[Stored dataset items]
────────────────────────────────────────

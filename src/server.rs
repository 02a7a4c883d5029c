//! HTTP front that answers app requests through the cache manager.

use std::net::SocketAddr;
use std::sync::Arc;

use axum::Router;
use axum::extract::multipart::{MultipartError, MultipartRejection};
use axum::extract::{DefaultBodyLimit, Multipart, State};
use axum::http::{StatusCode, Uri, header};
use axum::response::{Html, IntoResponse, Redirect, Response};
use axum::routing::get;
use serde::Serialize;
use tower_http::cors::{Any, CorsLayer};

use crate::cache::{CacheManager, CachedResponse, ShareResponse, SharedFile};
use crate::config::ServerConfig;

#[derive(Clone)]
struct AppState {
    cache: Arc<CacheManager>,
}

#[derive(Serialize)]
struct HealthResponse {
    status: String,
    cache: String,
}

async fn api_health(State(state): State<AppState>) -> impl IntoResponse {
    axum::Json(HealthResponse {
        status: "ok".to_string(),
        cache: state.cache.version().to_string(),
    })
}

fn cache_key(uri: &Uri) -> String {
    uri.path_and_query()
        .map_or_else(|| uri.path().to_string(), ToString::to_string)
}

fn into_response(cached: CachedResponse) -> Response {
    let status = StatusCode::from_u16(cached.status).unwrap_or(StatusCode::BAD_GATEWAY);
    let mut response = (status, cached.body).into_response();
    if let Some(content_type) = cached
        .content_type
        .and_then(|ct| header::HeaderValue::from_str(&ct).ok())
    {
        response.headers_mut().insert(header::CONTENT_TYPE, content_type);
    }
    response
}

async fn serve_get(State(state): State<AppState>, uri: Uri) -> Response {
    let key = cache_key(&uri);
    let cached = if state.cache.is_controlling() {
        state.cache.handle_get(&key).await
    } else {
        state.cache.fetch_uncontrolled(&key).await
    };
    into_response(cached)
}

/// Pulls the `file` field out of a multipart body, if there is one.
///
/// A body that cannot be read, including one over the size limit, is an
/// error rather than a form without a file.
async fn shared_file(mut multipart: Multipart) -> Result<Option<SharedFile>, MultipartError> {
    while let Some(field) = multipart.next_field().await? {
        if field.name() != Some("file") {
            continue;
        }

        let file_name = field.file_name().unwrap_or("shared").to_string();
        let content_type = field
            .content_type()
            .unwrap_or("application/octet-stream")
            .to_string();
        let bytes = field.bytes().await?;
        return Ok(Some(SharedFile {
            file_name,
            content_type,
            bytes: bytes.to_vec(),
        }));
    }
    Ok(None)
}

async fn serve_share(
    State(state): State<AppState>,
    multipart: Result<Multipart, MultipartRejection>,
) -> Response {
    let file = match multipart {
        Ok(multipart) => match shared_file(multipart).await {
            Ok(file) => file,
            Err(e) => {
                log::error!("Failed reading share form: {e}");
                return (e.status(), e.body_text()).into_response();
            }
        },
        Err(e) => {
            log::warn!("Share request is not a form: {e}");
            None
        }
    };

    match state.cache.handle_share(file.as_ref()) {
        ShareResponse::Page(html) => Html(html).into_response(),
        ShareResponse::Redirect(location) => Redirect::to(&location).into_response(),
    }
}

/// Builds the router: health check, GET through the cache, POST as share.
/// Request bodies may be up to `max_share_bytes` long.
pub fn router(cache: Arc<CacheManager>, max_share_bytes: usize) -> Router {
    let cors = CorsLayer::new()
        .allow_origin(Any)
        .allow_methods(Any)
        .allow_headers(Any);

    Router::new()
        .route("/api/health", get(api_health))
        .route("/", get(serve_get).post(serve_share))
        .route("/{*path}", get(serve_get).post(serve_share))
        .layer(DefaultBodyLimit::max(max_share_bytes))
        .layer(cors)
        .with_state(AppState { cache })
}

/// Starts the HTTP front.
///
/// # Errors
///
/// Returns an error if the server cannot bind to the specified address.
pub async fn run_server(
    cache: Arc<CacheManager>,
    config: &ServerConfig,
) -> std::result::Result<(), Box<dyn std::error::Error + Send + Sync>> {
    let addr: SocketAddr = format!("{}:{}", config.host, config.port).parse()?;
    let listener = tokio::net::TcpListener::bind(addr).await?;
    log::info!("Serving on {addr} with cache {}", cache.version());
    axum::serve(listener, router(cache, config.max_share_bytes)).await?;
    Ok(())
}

────────────────────────────────────────

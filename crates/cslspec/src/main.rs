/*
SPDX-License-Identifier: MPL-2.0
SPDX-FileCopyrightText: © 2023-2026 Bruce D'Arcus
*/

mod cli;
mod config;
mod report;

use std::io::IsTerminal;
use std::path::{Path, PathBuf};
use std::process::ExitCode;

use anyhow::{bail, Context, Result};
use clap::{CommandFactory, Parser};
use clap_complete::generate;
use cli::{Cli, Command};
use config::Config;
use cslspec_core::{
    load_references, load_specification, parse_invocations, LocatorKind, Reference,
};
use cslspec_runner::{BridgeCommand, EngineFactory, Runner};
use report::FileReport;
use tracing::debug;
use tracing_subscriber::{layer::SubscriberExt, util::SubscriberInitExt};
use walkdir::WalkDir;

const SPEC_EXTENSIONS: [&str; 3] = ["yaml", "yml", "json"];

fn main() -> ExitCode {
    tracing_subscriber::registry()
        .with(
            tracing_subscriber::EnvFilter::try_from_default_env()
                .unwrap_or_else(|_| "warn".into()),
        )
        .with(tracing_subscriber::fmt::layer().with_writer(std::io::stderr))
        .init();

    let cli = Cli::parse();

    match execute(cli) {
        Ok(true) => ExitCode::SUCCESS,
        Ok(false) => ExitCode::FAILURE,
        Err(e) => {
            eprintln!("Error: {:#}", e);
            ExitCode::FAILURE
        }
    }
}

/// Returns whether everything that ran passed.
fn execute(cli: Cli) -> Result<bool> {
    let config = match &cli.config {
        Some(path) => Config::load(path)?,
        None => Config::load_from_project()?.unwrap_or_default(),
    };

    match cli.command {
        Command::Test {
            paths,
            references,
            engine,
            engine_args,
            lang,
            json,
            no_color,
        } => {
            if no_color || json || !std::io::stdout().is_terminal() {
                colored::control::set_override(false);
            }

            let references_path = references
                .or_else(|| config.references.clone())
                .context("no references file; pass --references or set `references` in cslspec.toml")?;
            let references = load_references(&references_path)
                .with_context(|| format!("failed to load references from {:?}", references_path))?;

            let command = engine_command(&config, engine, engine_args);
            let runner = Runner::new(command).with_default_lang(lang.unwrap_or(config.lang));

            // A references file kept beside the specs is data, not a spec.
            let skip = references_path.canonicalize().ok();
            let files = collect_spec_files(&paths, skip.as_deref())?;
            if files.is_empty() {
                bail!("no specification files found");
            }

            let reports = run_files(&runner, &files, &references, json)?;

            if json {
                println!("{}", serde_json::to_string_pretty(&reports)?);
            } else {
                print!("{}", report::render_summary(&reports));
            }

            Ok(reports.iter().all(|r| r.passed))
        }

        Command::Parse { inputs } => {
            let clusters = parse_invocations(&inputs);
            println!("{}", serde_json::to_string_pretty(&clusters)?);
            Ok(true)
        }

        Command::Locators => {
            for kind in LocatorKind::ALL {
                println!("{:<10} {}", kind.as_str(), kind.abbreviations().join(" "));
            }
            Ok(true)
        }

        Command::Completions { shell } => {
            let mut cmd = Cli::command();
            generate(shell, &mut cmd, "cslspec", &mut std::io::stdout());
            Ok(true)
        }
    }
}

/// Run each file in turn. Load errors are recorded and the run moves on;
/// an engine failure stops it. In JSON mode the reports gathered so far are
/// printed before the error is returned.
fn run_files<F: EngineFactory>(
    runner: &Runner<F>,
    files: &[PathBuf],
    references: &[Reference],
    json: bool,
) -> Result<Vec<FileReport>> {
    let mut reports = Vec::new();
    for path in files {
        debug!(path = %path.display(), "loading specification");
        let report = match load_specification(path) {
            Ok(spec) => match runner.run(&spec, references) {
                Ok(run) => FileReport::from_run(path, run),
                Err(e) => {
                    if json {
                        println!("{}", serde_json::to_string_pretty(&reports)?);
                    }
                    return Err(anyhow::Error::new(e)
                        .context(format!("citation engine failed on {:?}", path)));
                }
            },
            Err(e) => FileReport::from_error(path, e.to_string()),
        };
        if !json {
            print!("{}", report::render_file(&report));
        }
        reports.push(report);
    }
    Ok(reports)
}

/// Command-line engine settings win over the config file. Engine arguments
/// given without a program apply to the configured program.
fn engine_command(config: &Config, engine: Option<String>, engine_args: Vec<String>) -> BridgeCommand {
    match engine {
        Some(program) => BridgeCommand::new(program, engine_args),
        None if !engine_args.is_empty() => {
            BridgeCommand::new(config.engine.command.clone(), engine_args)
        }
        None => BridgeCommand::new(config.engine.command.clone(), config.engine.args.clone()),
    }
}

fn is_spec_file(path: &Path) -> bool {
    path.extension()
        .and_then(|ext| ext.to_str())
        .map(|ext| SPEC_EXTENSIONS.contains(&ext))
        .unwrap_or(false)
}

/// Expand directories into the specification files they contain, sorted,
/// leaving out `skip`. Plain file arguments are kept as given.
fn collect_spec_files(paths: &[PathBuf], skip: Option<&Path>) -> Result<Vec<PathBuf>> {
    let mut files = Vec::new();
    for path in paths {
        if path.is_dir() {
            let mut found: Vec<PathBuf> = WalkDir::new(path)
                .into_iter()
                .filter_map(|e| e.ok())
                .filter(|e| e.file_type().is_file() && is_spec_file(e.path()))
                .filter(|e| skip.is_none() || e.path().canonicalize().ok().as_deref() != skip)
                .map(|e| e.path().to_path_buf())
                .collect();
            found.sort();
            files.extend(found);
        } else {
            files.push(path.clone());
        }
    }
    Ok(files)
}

────────────────────────────────────────

| TASK STATEMENT |
Reproduce exactly the section above that begins at the line containing "let key = cache_key(&uri);" and ends at the line containing "limit, is an", leaving out all other lines.

| RESPONSE TO THE TASK |
    let key = cache_key(&uri);
    let cached = if state.cache.is_controlling() {
        state.cache.handle_get(&key).await
    } else {
        state.cache.fetch_uncontrolled(&key).await
    };
    into_response(cached)
}

/// Pulls the `file` field out of a multipart body, if there is one.
///
/// A body that cannot be read, including one over the size limit, is an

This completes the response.